Betti ha cercato sino allora di tutelare l’allievo. Lo ha invitato a non indulgere a inclinazioni filosofiche: potrebbero distoglierlo dal diritto. Lo ha messo in guardia dal far circolare proprie idee prima di pubblicarle: nel timore di utilizzazioni altrui. Lo ha ammonito a diffidare di molti: senza esitare a far nomi, profittando della riservatezza epistolare. E quando dal primo concorso l’allievo esce sconfitto, è totalmente dalla sua parte, convinto della iniquità della decisione. Si sdegna altresì che la successiva vittoria non sia così ‘riparatrice’ come sarebbe stato giusto, se ne preoccupa ai fini della sede che lo chiami. Di qui l’incitamento affinché «si muova e metta in opere le sue amicizie»: occorre «neutralizzare gli intrighi altrui», «che certo non mancheranno». Il «mondo accademico italiano», «di farisei e di camorristi spregevoli», fa sì che «a collocarsi prima e meglio» sia non «chi attende silenzioso al compito quotidiano dello studio e dell’insegnamento» bensì «chi ha faccia tosta e gomiti forti». E perciò l’invito a non peccare di ingenuità: «apra tanto d’occhi». Egli è in ogni caso a disposizione: «di me profitti per quanto possa esserle utile». Ma con il traguardo della cattedra il suo compito deve essergli apparso concluso. La Pira è ormai pronto ad andare per la sua strada.

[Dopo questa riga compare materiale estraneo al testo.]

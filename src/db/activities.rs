//! Activity store: idempotent upsert, roster pruning and reads.

use std::collections::HashSet;

use rusqlite::params;

use super::{ActivityDb, DbError, UpsertSummary};
use crate::types::Activity;

impl ActivityDb {
    /// Insert each activity by its natural key. A key that already exists only
    /// has `time_since_last_activity` refreshed; every other column keeps the
    /// value it was first written with.
    ///
    /// Records the database rejects are logged and skipped, the rest of the
    /// batch still commits.
    pub fn upsert_activities(&self, activities: &[Activity]) -> Result<UpsertSummary, DbError> {
        self.with_transaction(|db| {
            let mut stmt = db.conn.prepare_cached(
                "INSERT INTO extracted_activities
                    (name, activity_type, date, time, date_time_stamp, ticket_url,
                     time_since_last_activity)
                 VALUES (?1, ?2, ?3, ?4, ?5, ?6, ?7)
                 ON CONFLICT(name, activity_type, date_time_stamp) DO UPDATE SET
                    time_since_last_activity = excluded.time_since_last_activity",
            )?;

            let mut summary = UpsertSummary::default();
            for activity in activities {
                match stmt.execute(params![
                    activity.name,
                    activity.activity_type,
                    activity.date,
                    activity.time,
                    activity.timestamp,
                    activity.ticket_url,
                    activity.time_since_last_activity,
                ]) {
                    Ok(changed) => summary.affected += changed,
                    Err(e) => {
                        summary.failed += 1;
                        log::error!("Error upserting activity {:?}: {}", activity, e);
                    }
                }
            }
            Ok(summary)
        })
    }

    /// Delete every activity whose actor is not in `valid_names`, in one
    /// transaction. Returns the number of rows removed.
    ///
    /// The snapshot goes through a temp table rather than a bound `NOT IN`
    /// list so roster size is not limited by SQLite's parameter cap.
    pub fn delete_activities_outside(&self, valid_names: &HashSet<String>) -> Result<usize, DbError> {
        self.with_transaction(|db| {
            db.conn.execute_batch(
                "CREATE TEMP TABLE IF NOT EXISTS roster_snapshot (name TEXT PRIMARY KEY);
                 DELETE FROM temp.roster_snapshot;",
            )?;
            {
                let mut insert = db
                    .conn
                    .prepare_cached("INSERT OR IGNORE INTO temp.roster_snapshot (name) VALUES (?1)")?;
                for name in valid_names {
                    insert.execute([name])?;
                }
            }
            let deleted = db.conn.execute(
                "DELETE FROM extracted_activities
                 WHERE name NOT IN (SELECT name FROM temp.roster_snapshot)",
                [],
            )?;
            db.conn.execute("DELETE FROM temp.roster_snapshot", [])?;
            Ok(deleted)
        })
    }

    /// All stored activities, ordered by timestamp then name.
    pub fn list_activities(&self) -> Result<Vec<Activity>, DbError> {
        let mut stmt = self.conn.prepare(
            "SELECT name, activity_type, date, time, date_time_stamp, ticket_url,
                    time_since_last_activity
             FROM extracted_activities
             ORDER BY date_time_stamp, name, activity_type",
        )?;
        let rows = stmt.query_map([], |row| {
            Ok(Activity {
                name: row.get(0)?,
                activity_type: row.get(1)?,
                date: row.get(2)?,
                time: row.get(3)?,
                timestamp: row.get(4)?,
                ticket_url: row.get(5)?,
                time_since_last_activity: row.get(6)?,
            })
        })?;

        let mut activities = Vec::new();
        for row in rows {
            activities.push(row?);
        }
        Ok(activities)
    }

    /// Distinct actors currently present in the store.
    pub fn activity_actors(&self) -> Result<HashSet<String>, DbError> {
        let mut stmt = self
            .conn
            .prepare("SELECT DISTINCT name FROM extracted_activities")?;
        let rows = stmt.query_map([], |row| row.get::<_, String>(0))?;
        let mut names = HashSet::new();
        for row in rows {
            names.insert(row?);
        }
        Ok(names)
    }
}
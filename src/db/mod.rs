//! SQLite store for extracted activities and the reporting summaries.
//!
//! The database lives at `~/.activity-sync/activity.db` unless the settings
//! file points elsewhere. It holds the canonical activity rows, the three
//! denormalized summary tables rebuilt on every run, the singleton report
//! setup, the run lease and the run history.

use std::path::{Path, PathBuf};
use std::time::Duration;

use rusqlite::{params, Connection, OptionalExtension};

pub mod activities;
pub mod lease;
pub mod runs;
pub mod summaries;
pub mod types;
pub use types::*;

pub struct ActivityDb {
    conn: Connection,
}

impl ActivityDb {
    /// Borrow the underlying connection for ad-hoc queries.
    pub fn conn_ref(&self) -> &Connection {
        &self.conn
    }

    /// Run a closure inside a write transaction.
    /// Commits on Ok, rolls back on Err.
    ///
    /// `BEGIN IMMEDIATE` takes the write lock up front, so contention surfaces
    /// here rather than halfway through the closure.
    pub fn with_transaction<F, T>(&self, f: F) -> Result<T, DbError>
    where
        F: FnOnce(&Self) -> Result<T, DbError>,
    {
        self.conn.execute_batch("BEGIN IMMEDIATE")?;
        match f(self) {
            Ok(val) => {
                if let Err(e) = self.conn.execute_batch("COMMIT") {
                    let _ = self.conn.execute_batch("ROLLBACK");
                    return Err(e.into());
                }
                Ok(val)
            }
            Err(e) => {
                let _ = self.conn.execute_batch("ROLLBACK");
                Err(e)
            }
        }
    }

    /// Open (or create) the database at the default location.
    pub fn open() -> Result<Self, DbError> {
        let path = Self::default_path()?;
        Self::open_at(path)
    }

    /// Open (or create) a database at an explicit path and apply the schema.
    pub fn open_at(path: impl AsRef<Path>) -> Result<Self, DbError> {
        let path = path.as_ref();
        if let Some(parent) = path.parent() {
            if !parent.as_os_str().is_empty() && !parent.exists() {
                std::fs::create_dir_all(parent).map_err(DbError::CreateDir)?;
            }
        }

        let conn = Connection::open(path)?;
        conn.execute_batch("PRAGMA journal_mode=WAL;")?;
        crate::migrations::run_migrations(&conn).map_err(DbError::Migration)?;

        Ok(Self { conn })
    }

    /// Open a private in-memory database with the full schema.
    pub fn open_in_memory() -> Result<Self, DbError> {
        let conn = Connection::open_in_memory()?;
        crate::migrations::run_migrations(&conn).map_err(DbError::Migration)?;
        Ok(Self { conn })
    }

    /// Resolve the default database path: `~/.activity-sync/activity.db`.
    pub fn default_path() -> Result<PathBuf, DbError> {
        let home = dirs::home_dir().ok_or(DbError::HomeDirNotFound)?;
        Ok(home.join(".activity-sync").join("activity.db"))
    }

    /// How long SQLite itself waits on a locked database before reporting
    /// `SQLITE_BUSY`. Zero hands contention straight to the retry policy.
    pub fn set_busy_timeout(&self, timeout: Duration) -> Result<(), DbError> {
        self.conn.busy_timeout(timeout)?;
        Ok(())
    }

    /// Total rows in `table`.
    pub fn row_count(&self, table: Table) -> Result<i64, DbError> {
        let count = self.conn.query_row(
            &format!("SELECT COUNT(*) FROM {}", table.name()),
            [],
            |row| row.get(0),
        )?;
        Ok(count)
    }

    /// Load the singleton report setup. Missing row is an error.
    pub fn report_setup(&self) -> Result<ReportSetup, DbError> {
        self.conn
            .query_row(
                "SELECT base_url, login_email, login_password, email_recipient,
                        email_subject, email_body
                 FROM config_setup WHERE id = 1",
                [],
                |row| {
                    Ok(ReportSetup {
                        base_url: row.get(0)?,
                        login_email: row.get(1)?,
                        login_password: row.get(2)?,
                        email_recipient: row.get(3)?,
                        email_subject: row.get(4)?,
                        email_body: row.get(5)?,
                    })
                },
            )
            .optional()?
            .ok_or(DbError::MissingReportSetup)
    }

    /// Write the singleton report setup. Provisioning only; the pipeline
    /// never calls this.
    pub fn save_report_setup(&self, setup: &ReportSetup) -> Result<(), DbError> {
        self.conn.execute(
            "INSERT INTO config_setup
                (id, base_url, login_email, login_password, email_recipient,
                 email_subject, email_body)
             VALUES (1, ?1, ?2, ?3, ?4, ?5, ?6)
             ON CONFLICT(id) DO UPDATE SET
                base_url = excluded.base_url,
                login_email = excluded.login_email,
                login_password = excluded.login_password,
                email_recipient = excluded.email_recipient,
                email_subject = excluded.email_subject,
                email_body = excluded.email_body",
            params![
                setup.base_url,
                setup.login_email,
                setup.login_password,
                setup.email_recipient,
                setup.email_subject,
                setup.email_body,
            ],
        )?;
        Ok(())
    }
}

#[cfg(test)]
pub mod test_utils {
    use super::ActivityDb;

    /// In-memory database with the schema applied.
    pub fn test_db() -> ActivityDb {
        ActivityDb::open_in_memory().expect("Failed to open test database")
    }

    /// File-backed database in a leaked temp dir, for tests that need a
    /// second connection. Returns the path so callers can open it again.
    pub fn file_db() -> (ActivityDb, std::path::PathBuf) {
        let dir = tempfile::tempdir().expect("Failed to create temp dir");
        let path = dir.path().join("activity.db");
        std::mem::forget(dir);
        let db = ActivityDb::open_at(&path).expect("Failed to open test database");
        (db, path)
    }

    pub fn sample_setup() -> super::ReportSetup {
        super::ReportSetup {
            base_url: "https://desk.example.com/activity".to_string(),
            login_email: "bot@example.com".to_string(),
            login_password: "hunter2".to_string(),
            email_recipient: "reports@example.com".to_string(),
            email_subject: String::new(),
            email_body: "Inserted vTotalCount rows (vExistingCount -> vLatestCount)".to_string(),
        }
    }
}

Una strada che si svolgerà secondo tutt’altre direttrici. Una ‘strada’ passata di moda, si direbbe: nonostante ci sia ancor oggi bisogno di sindaci pronti a battagliare per una migliore vita dei concittadini, di intellettuali che non si limitino a vagheggiare nobili idee, come la pace mondiale, ma si impegnino fattivamente al loro servizio. Insomma La Pira sembra quasi scomparso, non pare parlarsene più.